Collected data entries

------------------------------

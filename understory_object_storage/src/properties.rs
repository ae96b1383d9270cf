// Copyright 2025 the Understory Authors
// SPDX-License-Identifier: Apache-2.0 OR MIT

//! Randomized checks that every backend answers exactly like a brute-force scan.

use alloc::boxed::Box;
use alloc::collections::BTreeSet;
use alloc::rc::Rc;
use alloc::vec::Vec;
use kurbo::{Point, Rect, Size};
use rand::rngs::SmallRng;
use rand::{Rng, SeedableRng};
use understory_bsp::{BspConfig, rect_contains, rects_intersect};

use crate::changes::StorageChange;
use crate::factory::{StorageKind, new_storage};
use crate::protocol::{IndexSet, ObjectStorage, QueryOptions};
use crate::storable::Storable;
use crate::testing::{TestObject, random_rect, tags};

const KINDS: [StorageKind; 3] = [
    StorageKind::Linear,
    StorageKind::IndexedBsp,
    StorageKind::DirectBsp,
];

/// The same drawing held by every backend.
///
/// Objects belong to one storage at a time, so each backend gets its own copies; copies share
/// a tag and are always mutated together.
struct Mirror {
    stores: Vec<Box<dyn ObjectStorage<TestObject>>>,
    next_tag: usize,
}

impl Mirror {
    fn new(canvas: Size, config: BspConfig) -> Self {
        Self {
            stores: KINDS
                .iter()
                .map(|&kind| new_storage(kind, canvas, config))
                .collect(),
            next_tag: 0,
        }
    }

    fn canvas(&self) -> Size {
        self.stores[0].canvas_size()
    }

    fn count(&self) -> usize {
        self.stores[0].count()
    }

    fn insert(&mut self, bounds: Rect, index: usize) {
        let tag = self.next_tag;
        self.next_tag += 1;
        for s in &mut self.stores {
            s.insert_object(TestObject::new(tag, bounds), index);
        }
    }

    /// Insert one object per entry of `indices`, as a single batch.
    fn insert_batch(&mut self, bounds: &[Rect], indices: &IndexSet) {
        let first = self.next_tag;
        self.next_tag += bounds.len();
        for s in &mut self.stores {
            let objects = bounds
                .iter()
                .enumerate()
                .map(|(i, b)| TestObject::new(first + i, *b))
                .collect();
            s.insert_objects(objects, indices);
        }
    }

    fn remove(&mut self, index: usize) {
        for s in &mut self.stores {
            s.remove_object(index);
        }
    }

    fn move_to(&mut self, from: usize, to: usize) {
        for s in &mut self.stores {
            let o = Rc::clone(&s.objects()[from]);
            s.move_object(&o, to);
        }
    }

    fn set_bounds(&mut self, index: usize, bounds: Rect) {
        for s in &mut self.stores {
            let o = Rc::clone(&s.objects()[index]);
            let old = o.set_bounds(bounds);
            s.object_did_change_bounds(&o, old);
        }
    }

    fn toggle_visibility(&mut self, index: usize) {
        for s in &mut self.stores {
            let o = Rc::clone(&s.objects()[index]);
            o.set_visible(!o.is_visible());
            s.object_did_change_visibility(&o);
        }
    }

    fn random_step(&mut self, rng: &mut SmallRng) {
        let n = self.count();
        let canvas = self.canvas();
        match rng.random_range(0..6) {
            0 if n > 0 => self.remove(rng.random_range(0..n)),
            1 if n > 0 => self.move_to(rng.random_range(0..n), rng.random_range(0..n)),
            2 if n > 0 => self.set_bounds(rng.random_range(0..n), random_rect(rng, canvas)),
            3 if n > 0 => self.toggle_visibility(rng.random_range(0..n)),
            4 => {
                let indices: IndexSet = (0..3).map(|_| rng.random_range(0..=n)).collect();
                let bounds: Vec<_> = indices.iter().map(|_| random_rect(rng, canvas)).collect();
                self.insert_batch(&bounds, &indices);
            }
            _ => {
                let bounds = random_rect(rng, canvas);
                self.insert(bounds, rng.random_range(0..=n));
            }
        }
    }

    /// Every backend returns what a brute-force scan of its own objects returns.
    fn check_query(&self, rects: &[Rect], options: QueryOptions) {
        let mut answers = Vec::new();
        for s in &self.stores {
            let got = s.objects_intersecting_rects(rects, options);
            let mut expected: Vec<_> = s
                .objects()
                .iter()
                .filter(|o| {
                    let b = o.bounds().abs();
                    (o.is_visible() || options.contains(QueryOptions::INCLUDE_INVISIBLE))
                        && (options.contains(QueryOptions::IGNORE_UPDATE_RECT)
                            || rects.iter().any(|r| rects_intersect(&b, &r.abs())))
                })
                .map(|o| o.tag)
                .collect();
            if options.contains(QueryOptions::REVERSE_ORDER) {
                expected.reverse();
            }
            let got = tags(&got);
            if options.contains(QueryOptions::RELAXED_Z_ORDER) {
                let set: BTreeSet<_> = got.iter().copied().collect();
                assert_eq!(set.len(), got.len(), "duplicate results");
                assert_eq!(
                    set,
                    expected.iter().copied().collect::<BTreeSet<_>>(),
                    "wrong membership"
                );
            } else {
                assert_eq!(got, expected, "wrong results for {rects:?} {options:?}");
            }
            answers.push(got);
        }
        if !options.contains(QueryOptions::RELAXED_Z_ORDER) {
            assert!(answers.windows(2).all(|w| w[0] == w[1]), "backends disagree");
        }
    }

    fn check_point(&self, point: Point) {
        for s in &self.stores {
            let expected: Vec<_> = s
                .objects()
                .iter()
                .filter(|o| o.is_visible() && rect_contains(&o.bounds().abs(), point))
                .map(|o| o.tag)
                .collect();
            assert_eq!(tags(&s.objects_containing_point(point)), expected);
        }
    }

    fn check_z_indices(&self) {
        for s in &self.stores {
            for (i, o) in s.objects().iter().enumerate() {
                assert_eq!(o.z_index(), i, "stale z-index");
                assert_eq!(o.storage(), Some(s.id()), "stale owner");
            }
        }
        let order: Vec<_> = self.stores.iter().map(|s| tags(s.objects())).collect();
        assert!(order.windows(2).all(|w| w[0] == w[1]), "drawing orders diverged");
    }
}

fn random_query(rng: &mut SmallRng, canvas: Size) -> Rect {
    let x = rng.random_range(-50.0..canvas.width);
    let y = rng.random_range(-50.0..canvas.height);
    let w = rng.random_range(0.0..canvas.width / 2.0);
    let h = rng.random_range(0.0..canvas.height / 2.0);
    Rect::new(x, y, x + w, y + h)
}

#[test]
fn backends_agree_under_random_mutation() {
    let mut rng = SmallRng::seed_from_u64(0xB5B);
    let mut m = Mirror::new(Size::new(600.0, 400.0), BspConfig::with_depth(5));
    for _ in 0..120 {
        let bounds = random_rect(&mut rng, m.canvas());
        m.insert(bounds, m.count());
    }
    let canvas = m.canvas();
    for _ in 0..300 {
        m.random_step(&mut rng);
        m.check_z_indices();
        let q = random_query(&mut rng, canvas);
        m.check_query(&[q], QueryOptions::empty());
        m.check_query(&[q], QueryOptions::REVERSE_ORDER);
        m.check_query(&[q], QueryOptions::RELAXED_Z_ORDER);
        let p = Point::new(
            rng.random_range(0.0..canvas.width),
            rng.random_range(0.0..canvas.height),
        );
        m.check_point(p);
    }
}

#[test]
fn region_queries_cover_every_rect() {
    let mut rng = SmallRng::seed_from_u64(7);
    let mut m = Mirror::new(Size::new(500.0, 500.0), BspConfig::with_depth(6));
    for _ in 0..150 {
        let bounds = random_rect(&mut rng, m.canvas());
        m.insert(bounds, 0);
    }
    let canvas = m.canvas();
    for _ in 0..50 {
        let region: Vec<_> = (0..3).map(|_| random_query(&mut rng, canvas)).collect();
        m.check_query(&region, QueryOptions::empty());
        m.check_query(&region, QueryOptions::INCLUDE_INVISIBLE);
    }
    m.toggle_visibility(10);
    m.check_query(&[], QueryOptions::IGNORE_UPDATE_RECT);
    m.check_query(
        &[],
        QueryOptions::IGNORE_UPDATE_RECT | QueryOptions::INCLUDE_INVISIBLE,
    );
}

#[test]
fn content_outside_the_canvas_is_found() {
    let mut m = Mirror::new(Size::new(100.0, 100.0), BspConfig::with_depth(4));
    m.insert(Rect::new(-40.0, -40.0, -10.0, -10.0), 0);
    m.insert(Rect::new(150.0, 20.0, 180.0, 60.0), 1);
    m.insert(Rect::new(90.0, 90.0, 130.0, 130.0), 2);
    m.check_query(&[Rect::new(-50.0, -50.0, 0.0, 0.0)], QueryOptions::empty());
    m.check_query(&[Rect::new(160.0, 0.0, 170.0, 100.0)], QueryOptions::empty());
    m.check_query(&[Rect::new(120.0, 120.0, 125.0, 125.0)], QueryOptions::empty());
    m.check_point(Point::new(-20.0, -20.0));
    m.check_point(Point::new(170.0, 50.0));
    for s in &m.stores {
        assert_eq!(s.objects_containing_point(Point::new(-20.0, -20.0)).len(), 1);
    }
}

#[test]
fn stress_full_canvas_returns_everything_once() {
    fn assert_complete(s: &dyn ObjectStorage<TestObject>, phase: &str) {
        let all = s.objects_intersecting_rect(
            Rect::from_origin_size(Point::ORIGIN, s.canvas_size()),
            QueryOptions::RELAXED_Z_ORDER,
        );
        let unique: BTreeSet<_> = all.iter().map(|o| o.tag).collect();
        assert_eq!(unique.len(), all.len(), "duplicates after {phase}");
        assert_eq!(all.len(), s.count(), "objects lost after {phase}");
        let ordered = s.objects_intersecting_rect(
            Rect::from_origin_size(Point::ORIGIN, s.canvas_size()),
            QueryOptions::empty(),
        );
        assert_eq!(tags(&ordered), tags(s.objects()), "drawing order broken after {phase}");
    }

    let canvas = Size::new(2000.0, 2000.0);
    let mut rng = SmallRng::seed_from_u64(1000);
    for kind in [StorageKind::IndexedBsp, StorageKind::DirectBsp] {
        let mut s = new_storage(kind, canvas, BspConfig::with_depth(8));
        let objects: Vec<_> = (0..1000)
            .map(|i| TestObject::new(i, random_rect(&mut rng, canvas)))
            .collect();
        s.set_objects(objects);
        assert_complete(s.as_ref(), "loading");
        for _ in 0..500 {
            let n = s.count();
            s.remove_object(rng.random_range(0..n));
        }
        assert_eq!(s.count(), 500);
        assert_complete(s.as_ref(), "removals");
        for i in 0..500 {
            let n = s.count();
            let o = TestObject::new(1000 + i, random_rect(&mut rng, canvas));
            s.insert_object(o, rng.random_range(0..=n));
        }
        assert_eq!(s.count(), 1000);
        assert_complete(s.as_ref(), "insertions");
        for _ in 0..200 {
            let n = s.count();
            let o = Rc::clone(&s.objects()[rng.random_range(0..n)]);
            s.move_object(&o, rng.random_range(0..n));
        }
        assert_complete(s.as_ref(), "moves");
    }
}

#[test]
fn reloading_the_same_objects_changes_nothing() {
    let mut rng = SmallRng::seed_from_u64(3);
    let mut m = Mirror::new(Size::new(300.0, 300.0), BspConfig::default());
    for i in 0..80 {
        let bounds = random_rect(&mut rng, m.canvas());
        m.insert(bounds, i);
    }
    let q = Rect::new(50.0, 50.0, 200.0, 150.0);
    let before: Vec<_> = m
        .stores
        .iter()
        .map(|s| tags(&s.objects_intersecting_rect(q, QueryOptions::empty())))
        .collect();
    for s in &mut m.stores {
        let objects = s.objects().to_vec();
        s.set_objects(objects);
    }
    m.check_z_indices();
    for (s, expected) in m.stores.iter().zip(&before) {
        assert_eq!(&tags(&s.objects_intersecting_rect(q, QueryOptions::empty())), expected);
    }
}

#[test]
fn resizing_keeps_answers_exact() {
    let mut rng = SmallRng::seed_from_u64(4);
    let mut m = Mirror::new(Size::new(400.0, 400.0), BspConfig::with_depth(4));
    for i in 0..60 {
        let bounds = random_rect(&mut rng, m.canvas());
        m.insert(bounds, i);
    }
    for s in &mut m.stores {
        s.set_canvas_size(Size::new(150.0, 150.0));
        assert_eq!(s.canvas_size(), Size::new(150.0, 150.0));
    }
    for _ in 0..40 {
        let q = random_query(&mut rng, Size::new(400.0, 400.0));
        m.check_query(&[q], QueryOptions::empty());
        m.check_point(Point::new(
            rng.random_range(0.0..400.0),
            rng.random_range(0.0..400.0),
        ));
    }
}

#[test]
fn backends_report_identical_changes() {
    let mut m = Mirror::new(Size::new(100.0, 100.0), BspConfig::with_depth(3));
    for s in &mut m.stores {
        s.set_change_tracking(true);
    }
    m.insert(Rect::new(0.0, 0.0, 10.0, 10.0), 0);
    m.insert(Rect::new(20.0, 0.0, 30.0, 10.0), 0);
    m.insert(Rect::new(40.0, 0.0, 50.0, 10.0), 9);
    m.move_to(0, 2);
    m.set_bounds(1, Rect::new(5.0, 5.0, 6.0, 6.0));
    m.toggle_visibility(0);
    m.remove(1);
    let expected = [
        StorageChange::Inserted(IndexSet::from([0])),
        StorageChange::Inserted(IndexSet::from([0])),
        StorageChange::Inserted(IndexSet::from([2])),
        StorageChange::Moved { from: 0, to: 2 },
        StorageChange::Removed(IndexSet::from([1])),
    ];
    for s in &mut m.stores {
        assert_eq!(s.take_changes(), expected);
    }
    for s in &mut m.stores {
        let removed = s.remove_objects(&IndexSet::from([0, 1, 5]));
        assert_eq!(removed.len(), 2);
        assert!(removed.iter().all(|o| o.storage().is_none()));
        assert_eq!(s.take_changes(), [StorageChange::Removed(IndexSet::from([0, 1]))]);
        assert_eq!(s.count(), 0);
    }
}

#[test]
fn unobserved_storages_keep_no_history() {
    for kind in KINDS {
        let mut s = new_storage(kind, Size::new(100.0, 100.0), BspConfig::with_depth(4));
        assert!(!s.is_tracking_changes());
        for i in 0..50_000 {
            s.insert_object(TestObject::new(i, Rect::new(1.0, 1.0, 9.0, 9.0)), 0);
            s.remove_object(0);
        }
        assert!(s.take_changes().is_empty(), "{kind:?} recorded without an observer");

        s.set_change_tracking(true);
        s.insert_object(TestObject::new(0, Rect::ZERO), 0);
        assert_eq!(s.take_changes(), [StorageChange::Inserted(IndexSet::from([0]))]);
        s.remove_object(0);
        s.set_change_tracking(false);
        assert!(s.take_changes().is_empty(), "{kind:?} kept changes after tracking stopped");
    }
}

------------------------------

■ **Assignment**:
Please work out how many lines above contain the string "count", and reply with that number alone.

■ **Output of the exercise**:
11